Hung Yen, Vietnam (VNA)- Con cerca de un milenio de historia, el pueblo de Nghia Trai, es famoso por su tradición en el cultivo y procesamiento de plantas medicinales, en especial la flor de crisantemo amarillo (cuc chi en vietnamita).
Ubicado en la provincia vietnamita de Hung Yen, a unos 20 km de Hanoi, este lugar ha sido reconocido durante mucho tiempo como un “pueblo de plantas medicinales” único en Vietnam.
Apenas llega al pueblo, el visitante queda envuelto por un aroma singular: hojas, raíces y flores que se secan al sol y se mezclan con la brisa del campo. Ese olor no solo evoca la naturaleza, sino que también transmite una herencia cultural que se conserva y se comparte de generación en generación.
De acuerdo con la tradición, aproximadamente en 1572, tres generales del rey Ly Thanh Tong llegaron a la zona tras una victoria militar, establecieron asentamientos, cultivaron plantas medicinales y practicaron la medicina para ayudar a la población local.
En su honor, los habitantes construyeron un templo y los veneran como protectores. Desde entonces, el cultivo de hierbas se convirtió en sustento y vocación para los habitantes.
Entre las distintas plantas cultivadas, sobresale el cuc chi, verdadero símbolo del pueblo. Con su intenso color amarillo y su delicado aroma, esta flor se emplea en remedios para la vista, la presión arterial y también como infusión relajante. Al concluir el invierno, los campos cubiertos de flores tiñen el paisaje de tonos dorados, ofreciendo una estampa cautivadora y al mismo tiempo asegurando ingresos constantes para la comunidad.
De unas 560 familias que viven en este pueblo, cerca del 80% participa en el cultivo de plantas medicinales, y casi todos los hogares están involucrados en su producción o comercio. Nghia Trai suministra anualmente al mercado entre 4.500 y 5.000 toneladas de medicina herbal vietnamita y entre 2.000 y 3.000 toneladas de medicina tradicional, con cientos de variedades. Este oficio se ha convertido en un motor de desarrollo para la comunidad.
Los recursos terrestres se aprovecha al máximo: las zonas fértiles se destinan a plantas valiosas, mientras que otras áreas se utilizan para diferentes especies. Incluso en jardines y caminos crecen hierbas medicinales. Los habitantes, desde niños hasta ancianos, conocen bien sus usos: algunas plantas alivian dolores, otras ayudan a desintoxicar o tienen funciones antiinflamatorias.

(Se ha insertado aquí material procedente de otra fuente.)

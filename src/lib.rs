//! Data analyst agent.
//!
//! Answers analysis tasks by asking an LLM for a JSON plan of typed steps
//! (scrape a table, fetch a CSV, run SQL, draw a chart) and executing it
//! against a per-request SQLite session. A persistent knowledge base enriches
//! prompts and learns from successful interactions.

pub mod analysis;
pub mod cli;
pub mod config;
pub mod llm;
pub mod models;
pub mod rag;
pub mod server;
pub mod services;
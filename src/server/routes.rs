//! Router configuration for the web server.

use axum::extract::DefaultBodyLimit;
use axum::routing::{get, post};
use axum::Router;
use tower_http::cors::CorsLayer;
use tower_http::trace::TraceLayer;

use super::handlers;
use super::AppState;

/// Create the main router with all routes.
pub fn create_router(state: AppState) -> Router {
    let body_limit = state.max_upload_bytes;
    Router::new()
        // Liveness for container probes
        .route("/", get(handlers::health))
        .route("/api/health", get(handlers::health))
        .route("/api/analyze", post(handlers::analyze))
        .route("/api/feedback", post(handlers::submit_feedback))
        .route("/api/context", post(handlers::add_context))
        .route("/api/stats", get(handlers::stats))
        .layer(DefaultBodyLimit::max(body_limit))
        .layer(TraceLayer::new_for_http())
        .layer(CorsLayer::permissive())
        .with_state(state)
}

Un rasgo sobresaliente es que muchas de estas plantas crecen sin necesidad de pesticidas gracias a su resistencia natural, lo que asegura productos limpios y de alta calidad. Una vez cosechadas, las hierbas se lavan, se cortan y se secan con esmero para conservar intactas sus propiedades.
Más allá del cultivo, Nghia Trai se distingue por su tradición médica, que abarca la prescripción y preparación de remedios. Pese a los cambios históricos, esta práctica ha perdurado, y sus habitantes mantienen el principio de anteponer la ética y brindar ayuda a quienes padecen enfermedades, preservando así un legado de solidaridad y conocimiento ancestral.
El pueblo cuenta con cuatro grandes linajes —Do, Nguyen, Tran y Le— cada uno con conocimientos propios. Gracias a este oficio, la vida de los habitantes ha mejorado notablemente, y muchas generaciones han logrado altos niveles educativos.
Nghia Trai mantiene su identidad en medio de la modernidad. El pueblo no solo produce abundantes plantas medicinales, sino que también resguarda un valioso patrimonio cultural. La continuidad de esta tradición demuestra que un oficio sustentado en la ética y la herencia puede mantenerse vivo y vigente a lo largo del tiempo./.